EXERCISE PROMPT — Every line with "inner" in it should be copied from the data.

Collected data entries
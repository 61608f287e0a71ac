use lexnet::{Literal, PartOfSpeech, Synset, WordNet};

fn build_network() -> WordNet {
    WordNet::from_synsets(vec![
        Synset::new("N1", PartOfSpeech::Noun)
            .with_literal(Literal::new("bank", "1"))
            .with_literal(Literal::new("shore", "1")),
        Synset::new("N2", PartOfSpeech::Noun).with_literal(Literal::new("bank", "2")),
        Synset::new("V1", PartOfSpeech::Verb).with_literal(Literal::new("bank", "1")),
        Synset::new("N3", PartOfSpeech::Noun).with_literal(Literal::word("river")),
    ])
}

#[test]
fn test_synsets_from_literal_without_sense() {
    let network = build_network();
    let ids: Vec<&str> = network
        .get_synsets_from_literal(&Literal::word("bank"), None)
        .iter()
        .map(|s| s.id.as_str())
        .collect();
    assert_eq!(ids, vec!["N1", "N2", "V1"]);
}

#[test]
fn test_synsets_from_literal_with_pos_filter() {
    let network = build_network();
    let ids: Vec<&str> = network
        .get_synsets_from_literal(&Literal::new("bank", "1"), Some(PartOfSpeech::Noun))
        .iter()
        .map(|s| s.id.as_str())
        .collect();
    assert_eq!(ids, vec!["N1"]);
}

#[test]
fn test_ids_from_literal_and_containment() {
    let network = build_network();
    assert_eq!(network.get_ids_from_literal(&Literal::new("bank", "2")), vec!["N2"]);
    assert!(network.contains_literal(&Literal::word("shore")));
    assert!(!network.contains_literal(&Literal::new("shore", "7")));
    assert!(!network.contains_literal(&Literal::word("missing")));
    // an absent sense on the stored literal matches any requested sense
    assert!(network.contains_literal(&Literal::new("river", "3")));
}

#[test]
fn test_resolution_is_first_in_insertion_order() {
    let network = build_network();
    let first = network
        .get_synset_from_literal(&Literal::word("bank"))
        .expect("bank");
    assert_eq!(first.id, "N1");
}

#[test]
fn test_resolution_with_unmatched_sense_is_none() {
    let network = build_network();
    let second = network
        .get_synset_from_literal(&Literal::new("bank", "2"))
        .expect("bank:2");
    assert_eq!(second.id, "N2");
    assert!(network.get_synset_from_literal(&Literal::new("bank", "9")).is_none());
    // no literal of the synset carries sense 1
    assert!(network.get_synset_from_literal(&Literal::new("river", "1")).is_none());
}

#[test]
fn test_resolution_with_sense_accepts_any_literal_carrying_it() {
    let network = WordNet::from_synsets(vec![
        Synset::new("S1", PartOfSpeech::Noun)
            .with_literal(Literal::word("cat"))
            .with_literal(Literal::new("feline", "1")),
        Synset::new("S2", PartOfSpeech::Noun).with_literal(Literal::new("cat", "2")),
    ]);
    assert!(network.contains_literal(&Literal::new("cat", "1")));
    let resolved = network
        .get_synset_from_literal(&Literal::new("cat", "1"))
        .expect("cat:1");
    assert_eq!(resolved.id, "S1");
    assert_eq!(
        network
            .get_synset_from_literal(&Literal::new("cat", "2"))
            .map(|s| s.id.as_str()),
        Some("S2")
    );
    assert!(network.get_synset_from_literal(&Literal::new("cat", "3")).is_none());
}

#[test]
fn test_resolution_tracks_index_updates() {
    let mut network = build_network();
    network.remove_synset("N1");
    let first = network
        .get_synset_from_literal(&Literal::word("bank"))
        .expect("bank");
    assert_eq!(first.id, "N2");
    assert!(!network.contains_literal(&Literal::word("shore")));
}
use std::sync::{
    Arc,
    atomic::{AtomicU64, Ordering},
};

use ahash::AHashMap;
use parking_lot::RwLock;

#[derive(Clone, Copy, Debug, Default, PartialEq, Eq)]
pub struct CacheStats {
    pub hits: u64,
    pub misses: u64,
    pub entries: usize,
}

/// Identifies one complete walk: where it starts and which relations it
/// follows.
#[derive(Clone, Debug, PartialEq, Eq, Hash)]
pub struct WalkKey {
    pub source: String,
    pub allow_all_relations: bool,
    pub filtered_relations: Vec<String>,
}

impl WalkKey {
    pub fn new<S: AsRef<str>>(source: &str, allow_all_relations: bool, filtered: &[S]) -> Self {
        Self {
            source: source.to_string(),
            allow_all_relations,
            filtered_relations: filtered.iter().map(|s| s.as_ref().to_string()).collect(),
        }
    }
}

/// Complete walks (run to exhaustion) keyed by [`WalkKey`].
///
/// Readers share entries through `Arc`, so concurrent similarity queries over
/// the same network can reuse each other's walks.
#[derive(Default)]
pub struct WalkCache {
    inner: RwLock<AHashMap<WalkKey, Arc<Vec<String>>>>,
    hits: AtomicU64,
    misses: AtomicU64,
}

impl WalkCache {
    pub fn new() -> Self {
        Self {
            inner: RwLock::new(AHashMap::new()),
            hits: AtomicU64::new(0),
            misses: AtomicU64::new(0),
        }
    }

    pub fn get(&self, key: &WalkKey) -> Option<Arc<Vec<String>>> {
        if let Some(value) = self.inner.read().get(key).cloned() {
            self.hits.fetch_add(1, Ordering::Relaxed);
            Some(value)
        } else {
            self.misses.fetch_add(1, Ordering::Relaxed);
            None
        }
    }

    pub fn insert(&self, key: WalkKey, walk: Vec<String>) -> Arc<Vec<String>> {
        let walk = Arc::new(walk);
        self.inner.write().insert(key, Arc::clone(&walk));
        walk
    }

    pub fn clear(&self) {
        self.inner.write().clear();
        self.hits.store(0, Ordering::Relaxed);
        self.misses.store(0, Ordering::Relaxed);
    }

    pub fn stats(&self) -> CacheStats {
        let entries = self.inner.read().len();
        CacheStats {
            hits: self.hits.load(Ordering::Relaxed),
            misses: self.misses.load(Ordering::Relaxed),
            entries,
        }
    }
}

--

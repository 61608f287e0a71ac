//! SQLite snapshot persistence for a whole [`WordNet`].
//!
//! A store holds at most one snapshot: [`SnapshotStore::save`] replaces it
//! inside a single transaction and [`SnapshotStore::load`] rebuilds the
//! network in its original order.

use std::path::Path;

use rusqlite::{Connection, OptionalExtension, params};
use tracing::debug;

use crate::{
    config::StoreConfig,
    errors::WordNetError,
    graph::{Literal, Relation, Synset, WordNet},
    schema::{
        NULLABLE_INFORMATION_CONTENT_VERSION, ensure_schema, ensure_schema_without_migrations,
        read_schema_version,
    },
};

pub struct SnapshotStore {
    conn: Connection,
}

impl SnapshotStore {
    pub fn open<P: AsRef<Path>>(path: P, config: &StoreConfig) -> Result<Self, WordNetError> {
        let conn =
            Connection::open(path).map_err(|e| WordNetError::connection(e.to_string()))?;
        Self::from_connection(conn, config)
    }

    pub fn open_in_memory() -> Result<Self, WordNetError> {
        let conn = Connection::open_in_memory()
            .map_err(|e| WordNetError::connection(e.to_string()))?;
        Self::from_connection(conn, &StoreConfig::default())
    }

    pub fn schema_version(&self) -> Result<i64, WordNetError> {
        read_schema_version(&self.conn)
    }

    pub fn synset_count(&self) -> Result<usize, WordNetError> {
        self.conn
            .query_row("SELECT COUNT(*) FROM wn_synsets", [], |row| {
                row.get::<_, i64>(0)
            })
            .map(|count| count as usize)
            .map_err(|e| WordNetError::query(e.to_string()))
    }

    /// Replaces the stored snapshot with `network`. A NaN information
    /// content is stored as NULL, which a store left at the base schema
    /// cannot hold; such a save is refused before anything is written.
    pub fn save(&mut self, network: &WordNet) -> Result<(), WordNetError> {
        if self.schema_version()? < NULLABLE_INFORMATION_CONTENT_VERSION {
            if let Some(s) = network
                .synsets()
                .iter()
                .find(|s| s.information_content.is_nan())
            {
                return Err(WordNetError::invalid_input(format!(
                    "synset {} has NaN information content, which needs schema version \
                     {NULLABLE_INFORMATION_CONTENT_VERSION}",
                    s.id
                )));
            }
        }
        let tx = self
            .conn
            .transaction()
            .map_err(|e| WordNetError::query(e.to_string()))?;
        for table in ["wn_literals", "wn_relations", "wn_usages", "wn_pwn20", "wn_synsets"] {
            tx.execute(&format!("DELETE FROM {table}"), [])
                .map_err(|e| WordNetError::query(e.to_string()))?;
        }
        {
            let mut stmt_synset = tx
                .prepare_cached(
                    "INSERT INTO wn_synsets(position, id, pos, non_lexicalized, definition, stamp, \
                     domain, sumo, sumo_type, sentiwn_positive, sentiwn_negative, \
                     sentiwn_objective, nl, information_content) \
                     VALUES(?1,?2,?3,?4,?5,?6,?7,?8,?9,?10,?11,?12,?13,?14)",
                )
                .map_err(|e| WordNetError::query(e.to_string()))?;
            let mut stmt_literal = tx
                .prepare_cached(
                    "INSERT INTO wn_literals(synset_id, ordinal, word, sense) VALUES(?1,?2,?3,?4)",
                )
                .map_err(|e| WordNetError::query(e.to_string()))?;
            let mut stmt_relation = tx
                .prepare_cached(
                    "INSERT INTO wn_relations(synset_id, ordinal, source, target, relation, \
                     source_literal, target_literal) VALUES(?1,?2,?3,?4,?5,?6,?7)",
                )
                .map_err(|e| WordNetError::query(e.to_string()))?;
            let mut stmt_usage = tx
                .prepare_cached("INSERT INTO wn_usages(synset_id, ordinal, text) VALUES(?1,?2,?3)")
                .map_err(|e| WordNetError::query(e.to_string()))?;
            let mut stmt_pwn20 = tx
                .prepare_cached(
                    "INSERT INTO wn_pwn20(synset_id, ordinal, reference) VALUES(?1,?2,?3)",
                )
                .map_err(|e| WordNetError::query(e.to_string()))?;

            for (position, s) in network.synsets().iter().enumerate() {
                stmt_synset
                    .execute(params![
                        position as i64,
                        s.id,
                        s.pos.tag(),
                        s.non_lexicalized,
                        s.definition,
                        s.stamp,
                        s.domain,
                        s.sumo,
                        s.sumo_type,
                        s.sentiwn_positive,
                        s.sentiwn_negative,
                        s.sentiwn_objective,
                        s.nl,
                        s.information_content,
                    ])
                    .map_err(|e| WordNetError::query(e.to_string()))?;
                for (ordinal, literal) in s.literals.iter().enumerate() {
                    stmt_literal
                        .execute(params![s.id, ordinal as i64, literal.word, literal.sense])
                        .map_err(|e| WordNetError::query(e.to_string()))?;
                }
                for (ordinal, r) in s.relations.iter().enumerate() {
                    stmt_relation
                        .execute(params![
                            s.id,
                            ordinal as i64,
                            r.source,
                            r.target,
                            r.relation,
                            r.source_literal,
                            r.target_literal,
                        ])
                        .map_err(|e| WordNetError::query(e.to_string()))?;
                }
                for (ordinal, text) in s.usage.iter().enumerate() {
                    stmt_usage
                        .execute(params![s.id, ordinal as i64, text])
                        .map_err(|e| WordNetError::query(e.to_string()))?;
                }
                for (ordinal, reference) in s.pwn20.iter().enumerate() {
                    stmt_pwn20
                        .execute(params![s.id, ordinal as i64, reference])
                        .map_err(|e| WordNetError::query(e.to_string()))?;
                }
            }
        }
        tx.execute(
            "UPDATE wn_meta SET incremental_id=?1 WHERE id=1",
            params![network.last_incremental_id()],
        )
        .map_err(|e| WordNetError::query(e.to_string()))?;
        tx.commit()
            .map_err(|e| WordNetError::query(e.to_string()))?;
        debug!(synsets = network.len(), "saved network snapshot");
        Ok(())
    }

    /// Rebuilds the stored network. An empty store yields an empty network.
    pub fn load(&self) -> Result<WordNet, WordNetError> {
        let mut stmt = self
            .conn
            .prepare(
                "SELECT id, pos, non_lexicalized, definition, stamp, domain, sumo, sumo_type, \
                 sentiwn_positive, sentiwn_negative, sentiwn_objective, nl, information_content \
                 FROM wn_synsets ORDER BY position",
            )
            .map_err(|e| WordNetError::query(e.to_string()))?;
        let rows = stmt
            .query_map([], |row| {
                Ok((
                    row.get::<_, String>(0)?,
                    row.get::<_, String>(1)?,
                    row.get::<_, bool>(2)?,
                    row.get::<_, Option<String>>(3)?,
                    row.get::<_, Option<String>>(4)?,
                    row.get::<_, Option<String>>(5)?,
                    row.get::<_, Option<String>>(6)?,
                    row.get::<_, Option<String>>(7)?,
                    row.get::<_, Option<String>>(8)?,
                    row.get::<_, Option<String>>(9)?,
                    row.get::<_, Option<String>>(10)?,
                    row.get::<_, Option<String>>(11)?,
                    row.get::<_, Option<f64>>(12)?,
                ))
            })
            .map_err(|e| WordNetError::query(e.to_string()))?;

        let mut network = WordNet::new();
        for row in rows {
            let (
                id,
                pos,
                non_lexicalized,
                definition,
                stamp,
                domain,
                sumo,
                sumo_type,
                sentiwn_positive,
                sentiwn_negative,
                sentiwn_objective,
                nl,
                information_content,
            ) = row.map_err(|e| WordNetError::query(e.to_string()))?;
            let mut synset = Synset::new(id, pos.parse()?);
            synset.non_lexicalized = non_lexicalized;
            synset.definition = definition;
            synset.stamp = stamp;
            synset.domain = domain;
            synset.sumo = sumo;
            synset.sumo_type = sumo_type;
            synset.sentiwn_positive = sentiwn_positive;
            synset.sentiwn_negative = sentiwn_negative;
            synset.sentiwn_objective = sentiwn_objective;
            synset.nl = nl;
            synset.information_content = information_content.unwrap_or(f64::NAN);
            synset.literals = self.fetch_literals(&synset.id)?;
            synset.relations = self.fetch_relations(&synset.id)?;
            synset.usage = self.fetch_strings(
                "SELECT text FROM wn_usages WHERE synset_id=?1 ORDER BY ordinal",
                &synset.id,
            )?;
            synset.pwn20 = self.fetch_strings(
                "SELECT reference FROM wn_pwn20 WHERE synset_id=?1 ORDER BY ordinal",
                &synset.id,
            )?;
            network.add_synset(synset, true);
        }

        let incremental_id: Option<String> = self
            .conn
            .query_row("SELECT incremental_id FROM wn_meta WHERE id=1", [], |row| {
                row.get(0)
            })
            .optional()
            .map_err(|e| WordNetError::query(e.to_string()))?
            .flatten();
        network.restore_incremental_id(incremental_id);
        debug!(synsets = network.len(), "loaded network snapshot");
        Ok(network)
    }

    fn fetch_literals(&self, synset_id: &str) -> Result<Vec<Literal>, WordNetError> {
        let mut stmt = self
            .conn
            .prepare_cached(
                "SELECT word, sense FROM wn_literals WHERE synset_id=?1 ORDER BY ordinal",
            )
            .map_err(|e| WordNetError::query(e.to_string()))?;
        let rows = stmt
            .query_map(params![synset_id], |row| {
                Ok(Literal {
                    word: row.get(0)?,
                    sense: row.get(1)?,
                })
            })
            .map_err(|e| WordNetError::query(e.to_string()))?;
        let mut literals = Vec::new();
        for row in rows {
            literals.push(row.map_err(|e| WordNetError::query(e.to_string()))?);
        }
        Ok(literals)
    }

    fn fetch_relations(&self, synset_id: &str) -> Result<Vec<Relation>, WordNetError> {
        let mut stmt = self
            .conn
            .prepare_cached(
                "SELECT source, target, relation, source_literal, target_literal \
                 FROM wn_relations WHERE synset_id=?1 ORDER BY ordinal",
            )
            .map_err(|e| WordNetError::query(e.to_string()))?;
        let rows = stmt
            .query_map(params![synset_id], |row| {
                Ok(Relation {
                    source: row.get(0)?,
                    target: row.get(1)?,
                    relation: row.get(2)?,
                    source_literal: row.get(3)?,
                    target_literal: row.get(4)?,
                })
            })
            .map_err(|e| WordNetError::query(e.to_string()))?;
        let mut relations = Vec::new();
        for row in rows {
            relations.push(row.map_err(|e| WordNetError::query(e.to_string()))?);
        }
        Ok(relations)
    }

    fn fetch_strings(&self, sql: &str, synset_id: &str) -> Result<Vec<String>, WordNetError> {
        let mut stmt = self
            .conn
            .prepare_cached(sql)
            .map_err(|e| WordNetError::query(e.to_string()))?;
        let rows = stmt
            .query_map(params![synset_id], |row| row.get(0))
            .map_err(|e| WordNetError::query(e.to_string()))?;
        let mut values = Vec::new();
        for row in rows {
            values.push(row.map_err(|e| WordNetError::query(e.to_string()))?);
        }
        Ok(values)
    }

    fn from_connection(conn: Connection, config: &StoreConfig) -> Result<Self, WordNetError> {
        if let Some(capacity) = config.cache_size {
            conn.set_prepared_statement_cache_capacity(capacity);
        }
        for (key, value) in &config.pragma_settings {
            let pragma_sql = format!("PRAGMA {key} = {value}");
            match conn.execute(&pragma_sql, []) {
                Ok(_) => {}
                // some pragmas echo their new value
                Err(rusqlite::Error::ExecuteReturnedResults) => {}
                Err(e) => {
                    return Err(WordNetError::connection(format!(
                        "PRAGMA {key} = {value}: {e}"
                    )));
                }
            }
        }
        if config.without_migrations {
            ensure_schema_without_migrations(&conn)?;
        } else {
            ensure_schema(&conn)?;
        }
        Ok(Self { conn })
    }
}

SOLVED PROBLEM —
    inner: RwLock<AHashMap<WalkKey, Arc<Vec<String>>>>,
            inner: RwLock::new(AHashMap::new()),
        if let Some(value) = self.inner.read().get(key).cloned() {
        self.inner.write().insert(key, Arc::clone(&walk));
        self.inner.write().clear();
        let entries = self.inner.read().len();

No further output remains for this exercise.